Loughlin等[62]研究了一種人工合成的群體感應抑制劑mBTL，可以抑制銅綠假單胞菌的毒力因子綠膿桿菌素和生物被膜形成。mBTL主要作用于銅綠假單胞菌的兩個QS受體蛋白LasR和RhlR，具有和信號分子相似的結構，可以通過與受體蛋白的競爭結合，抑制受QS調控的相關基因的表達，8 μmol/L的濃度即可綠膿桿菌素生產，且經實驗證明在體內體外均能有效。

Srivastava等[63]發現從母馬初乳中提取的多聚己糖具有抑制金黃色葡萄球菌QS的功效，可以抑制金黃色葡萄球菌毒力因子的表達，同時增加了其對抗生素的敏感性。

Cosgriff等[3]在對耐甲氧西林金黃色葡萄球菌的毒力因子篩查過程中發現了一個膜內嵌的肽酶基因(MroQ)，缺失該基因的金黃色葡萄球菌顯著降低了AIPs的分泌，受QS調控的一系列毒力因子表達也因此變弱，這個發現為利用QS系統建立安全的金黃色葡萄球菌感染治療方案提供了新的思路。

4 群體感應系統的應用與展望

群體感應系統的深入研究為發酵工程動態調控、有害微生物防治等提供了新的思路，但是目前的研究依然存在一些不足或尚未明晰之處。
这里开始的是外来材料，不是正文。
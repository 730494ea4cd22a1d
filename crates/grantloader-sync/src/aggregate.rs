//! Folds flat records into one grant per natural key, and the per-record passes used by the
//! person-only and funder-only modes.

use std::collections::HashMap;

use chrono::{DateTime, Utc};
use grantloader_core::{
    fields, grant_local_key, parse_timestamp, record_value, AwardStatus, Grant, InvestigatorRole,
    Record, RepoId,
};
use tracing::{debug, warn};

use crate::batch::BatchContext;
use crate::reconcile::EntityReconciler;
use crate::SyncError;

/// Rolls a last-updated field into the batch watermark. Unparsable values abort the run.
fn observe_timestamp(
    ctx: &mut BatchContext,
    record: &Record,
    field: &'static str,
) -> Result<(), SyncError> {
    if let Some(raw) = record_value(record, field) {
        ctx.watermark
            .observe(raw)
            .map_err(|source| SyncError::DataFormat { field, source })?;
    }
    Ok(())
}

/// Grant dates are informational; a bad one is dropped rather than failing the record.
fn grant_date(record: &Record, field: &str) -> Option<DateTime<Utc>> {
    let raw = record_value(record, field)?;
    match parse_timestamp(raw) {
        Ok(instant) => Some(instant),
        Err(err) => {
            warn!(field, %err, "leaving grant date unset");
            None
        }
    }
}

fn award_status(record: &Record) -> AwardStatus {
    let Some(raw) = record_value(record, fields::GRANT_AWARD_STATUS) else {
        return AwardStatus::Unknown;
    };
    let status = AwardStatus::parse(raw);
    if status.is_unknown() {
        warn!(status = raw, "unrecognized award status");
    }
    status
}

async fn init_grant(
    reconciler: &EntityReconciler<'_>,
    key: &str,
    record: &Record,
    ctx: &mut BatchContext,
) -> Result<Grant, SyncError> {
    let direct_funder = match record_value(record, fields::DIRECT_FUNDER_LOCAL_KEY) {
        Some(funder_key) => {
            reconciler
                .resolve_funder(
                    funder_key,
                    record_value(record, fields::DIRECT_FUNDER_NAME),
                    record_value(record, fields::DIRECT_FUNDER_POLICY),
                    ctx,
                )
                .await?
        }
        None => {
            warn!(grant = key, "grant has no direct funder");
            None
        }
    };
    let primary_funder = match record_value(record, fields::PRIMARY_FUNDER_LOCAL_KEY) {
        Some(funder_key) => {
            reconciler
                .resolve_funder(
                    funder_key,
                    record_value(record, fields::PRIMARY_FUNDER_NAME),
                    record_value(record, fields::PRIMARY_FUNDER_POLICY),
                    ctx,
                )
                .await?
        }
        None => direct_funder.clone(),
    };

    Ok(Grant {
        id: None,
        local_key: Some(grant_local_key(reconciler.domain(), key)),
        award_number: record_value(record, fields::GRANT_AWARD_NUMBER).map(str::to_string),
        award_status: award_status(record),
        project_name: record_value(record, fields::GRANT_PROJECT_NAME).map(str::to_string),
        award_date: grant_date(record, fields::GRANT_AWARD_DATE),
        start_date: grant_date(record, fields::GRANT_START_DATE),
        end_date: grant_date(record, fields::GRANT_END_DATE),
        direct_funder,
        primary_funder,
        pi: None,
        co_pis: Vec::new(),
    })
}

fn assign_investigator(
    grant: &mut Grant,
    role: InvestigatorRole,
    person: RepoId,
    ctx: &mut BatchContext,
) {
    match role {
        InvestigatorRole::Primary => {
            if grant.assign_pi(person) {
                ctx.stats.pi_assignments += 1;
            }
        }
        InvestigatorRole::Secondary => {
            if grant.add_co_pi(person) {
                ctx.stats.co_pi_assignments += 1;
            }
        }
        InvestigatorRole::Unknown => {}
    }
}

/// One grant per distinct natural key, in first-seen order, with funders and investigators
/// resolved. Records are processed in batch order, so the first primary row wins the PI slot.
pub async fn aggregate_grants(
    reconciler: &EntityReconciler<'_>,
    records: &[Record],
    ctx: &mut BatchContext,
) -> Result<Vec<Grant>, SyncError> {
    let mut grants: Vec<Grant> = Vec::new();
    let mut index: HashMap<String, usize> = HashMap::new();

    for record in records {
        observe_timestamp(ctx, record, fields::GRANT_UPDATE_TIMESTAMP)?;
        observe_timestamp(ctx, record, fields::USER_UPDATE_TIMESTAMP)?;

        let Some(key) = record_value(record, fields::GRANT_LOCAL_KEY) else {
            warn!("record has no grant number; skipping");
            continue;
        };
        let position = match index.get(key) {
            Some(position) => *position,
            None => {
                let grant = init_grant(reconciler, key, record, ctx).await?;
                grants.push(grant);
                index.insert(key.to_string(), grants.len() - 1);
                grants.len() - 1
            }
        };

        let role = record_value(record, fields::ABBREVIATED_ROLE)
            .map(InvestigatorRole::parse)
            .unwrap_or(InvestigatorRole::Unknown);
        match role {
            InvestigatorRole::Unknown => {
                warn!(
                    grant = key,
                    role = record_value(record, fields::ABBREVIATED_ROLE),
                    "unrecognized investigator role"
                );
                continue;
            }
            InvestigatorRole::Primary if grants[position].pi.is_some() => {
                debug!(grant = key, "PI already assigned; later primary row ignored");
                continue;
            }
            _ => {}
        }

        if let Some(person) = reconciler.resolve_person(record, ctx).await? {
            assign_investigator(&mut grants[position], role, person, ctx);
        }
    }
    Ok(grants)
}

/// Person-only pass: one reconciliation per distinct person.
pub async fn sync_users(
    reconciler: &EntityReconciler<'_>,
    records: &[Record],
    ctx: &mut BatchContext,
) -> Result<(), SyncError> {
    for record in records {
        observe_timestamp(ctx, record, fields::USER_UPDATE_TIMESTAMP)?;
        reconciler.resolve_person(record, ctx).await?;
    }
    Ok(())
}

/// Funder-only pass over a key/policy feed. Each row may describe a direct and a primary
/// funder.
pub async fn sync_funders(
    reconciler: &EntityReconciler<'_>,
    records: &[Record],
    ctx: &mut BatchContext,
) -> Result<(), SyncError> {
    let columns = [
        (
            fields::DIRECT_FUNDER_LOCAL_KEY,
            fields::DIRECT_FUNDER_NAME,
            fields::DIRECT_FUNDER_POLICY,
        ),
        (
            fields::PRIMARY_FUNDER_LOCAL_KEY,
            fields::PRIMARY_FUNDER_NAME,
            fields::PRIMARY_FUNDER_POLICY,
        ),
    ];
    for record in records {
        for (key_field, name_field, policy_field) in columns {
            if let Some(key) = record_value(record, key_field) {
                reconciler
                    .resolve_funder(
                        key,
                        record_value(record, name_field),
                        record_value(record, policy_field),
                        ctx,
                    )
                    .await?;
            }
        }
    }
    Ok(())
}
use std::path::PathBuf;
use std::sync::Arc;

use anyhow::{Context, Result};
use clap::{Args, Parser, Subcommand};
use grantloader_adapters::connector_for_file;
use grantloader_core::SourceProfile;
use grantloader_storage::{InMemoryRepository, NoDirectory};
use grantloader_sync::{recent_reports, MailSpoolNotifier, SyncConfig, SyncMode, SyncPipeline};
use tracing_subscriber::{layer::SubscriberExt, util::SubscriberInitExt, EnvFilter};

#[derive(Debug, Parser)]
#[command(name = "grantloader")]
#[command(about = "Loads grant, person and funder records into the repository")]
struct Cli {
    /// YAML config file; GRANTLOADER_* variables override its values.
    #[arg(long, global = true)]
    config: Option<PathBuf>,

    #[command(subcommand)]
    command: Commands,
}

#[derive(Debug, Subcommand)]
enum Commands {
    /// Reconcile one batch from an export file.
    Sync(SyncArgs),
    /// Print the stored last-updated watermark for a mode.
    Watermark {
        #[arg(long, default_value = "grant")]
        mode: SyncMode,
    },
    /// Summarize the most recent runs.
    Report {
        #[arg(long, default_value_t = 5)]
        runs: usize,
    },
}

#[derive(Debug, Args)]
struct SyncArgs {
    #[arg(long, short, default_value = "grant")]
    mode: SyncMode,

    /// Export file to load (.csv or .json).
    #[arg(long, short)]
    file: PathBuf,

    /// Start bound; defaults to the stored watermark for the mode.
    #[arg(long, short = 's')]
    start_date: Option<String>,

    /// Source profile; overrides the configured one.
    #[arg(long, short)]
    profile: Option<SourceProfile>,

    /// Mail the run report to this address through the spool directory.
    #[arg(long, short)]
    email: Option<String>,

    /// Reconcile against an empty in-memory repository and keep the stored watermark.
    #[arg(long)]
    dry_run: bool,
}

fn init_tracing() {
    let filter = EnvFilter::try_from_default_env().unwrap_or_else(|_| EnvFilter::new("info"));
    let _ = tracing_subscriber::registry()
        .with(filter)
        .with(tracing_subscriber::fmt::layer().with_writer(std::io::stderr))
        .try_init();
}

fn load_config(path: Option<&PathBuf>) -> Result<SyncConfig> {
    let config = match path {
        Some(path) => SyncConfig::from_yaml_file(path)?.apply_env()?,
        None => SyncConfig::from_env()?,
    };
    Ok(config)
}

async fn sync(mut config: SyncConfig, args: SyncArgs) -> Result<()> {
    if let Some(profile) = args.profile {
        config.profile = profile;
    }
    if let Some(recipient) = &args.email {
        config.mail_recipient = Some(recipient.clone());
    }
    let notifier = match args.email {
        Some(_) => Some(MailSpoolNotifier::from_config(&config)?),
        None => None,
    };

    let connector = connector_for_file(&args.file, config.profile);
    let pipeline = if args.dry_run {
        config.validate()?;
        SyncPipeline::with_clients(
            config,
            Arc::new(InMemoryRepository::new()),
            Arc::new(NoDirectory),
        )
        .without_watermark_persistence()
    } else {
        SyncPipeline::new(config).context("building sync pipeline")?
    };
    let pipeline = match notifier {
        Some(notifier) => pipeline.with_hook(Box::new(notifier)),
        None => pipeline,
    };

    let summary = pipeline
        .run_once(args.mode, connector.as_ref(), args.start_date)
        .await?;
    print!("{}", summary.statistics.report(summary.mode));
    println!(
        "sync complete: run_id={} mode={} watermark={} reports={}",
        summary.run_id,
        summary.mode,
        summary.watermark.as_deref().unwrap_or("(none)"),
        summary.reports_dir
    );
    Ok(())
}

#[tokio::main]
async fn main() -> Result<()> {
    init_tracing();
    let cli = Cli::parse();
    let config = load_config(cli.config.as_ref())?;

    match cli.command {
        Commands::Sync(args) => sync(config, args).await?,
        Commands::Watermark { mode } => {
            let pipeline = SyncPipeline::with_clients(
                config,
                Arc::new(InMemoryRepository::new()),
                Arc::new(NoDirectory),
            );
            match pipeline.stored_watermark(mode).await? {
                Some(value) => println!("{}={value}", mode.watermark_key()),
                None => println!("{} has no stored watermark", mode.watermark_key()),
            }
        }
        Commands::Report { runs } => {
            println!("{}", recent_reports(runs, &config.reports_dir)?);
        }
    }

    Ok(())
}

#[cfg(test)]
mod tests {
    use super::*;
    use clap::CommandFactory;

    #[test]
    fn cli_definition_is_consistent() {
        Cli::command().debug_assert();
    }

    #[test]
    fn sync_arguments_parse() {
        let cli = Cli::try_parse_from([
            "grantloader",
            "sync",
            "--mode",
            "existing-user",
            "--file",
            "users.csv",
            "--start-date",
            "01/01/2018",
            "--profile",
            "spreadsheet",
            "--dry-run",
        ])
        .unwrap();
        let Commands::Sync(args) = cli.command else {
            panic!("expected sync");
        };
        assert_eq!(args.mode, SyncMode::ExistingUser);
        assert_eq!(args.profile, Some(SourceProfile::Spreadsheet));
        assert_eq!(args.start_date.as_deref(), Some("01/01/2018"));
        assert!(args.dry_run);
        assert!(args.email.is_none());
    }

    #[test]
    fn unknown_mode_is_rejected() {
        assert!(Cli::try_parse_from(["grantloader", "sync", "--mode", "grants", "--file", "x.csv"]).is_err());
    }
}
目前群體感應的復雜多層次的調控網絡還未能完全解析清楚，不同調控系統之間是否可以互相干擾也需要進一步的探究；基于群體感應的動態調控存在一定的滲漏，無法對靶基因的表達實現嚴謹調控，且基因表達的啟動是不可逆的。需要對以群體感應為基礎的基因元件進一步優化改造以及發現更加優秀的群體感應調節元件，努力使發酵過程更加簡化，成本更加低廉，控制更加精密，向產業化方向靠攏；以QSI為基礎的食品防腐劑目前的應用局限性在于從植物中提取的含量有限，而天然合成的QSI在食品安全性上很難得到保障，對于QSI的探索還需要充分考慮其應用的安全性及穩定性。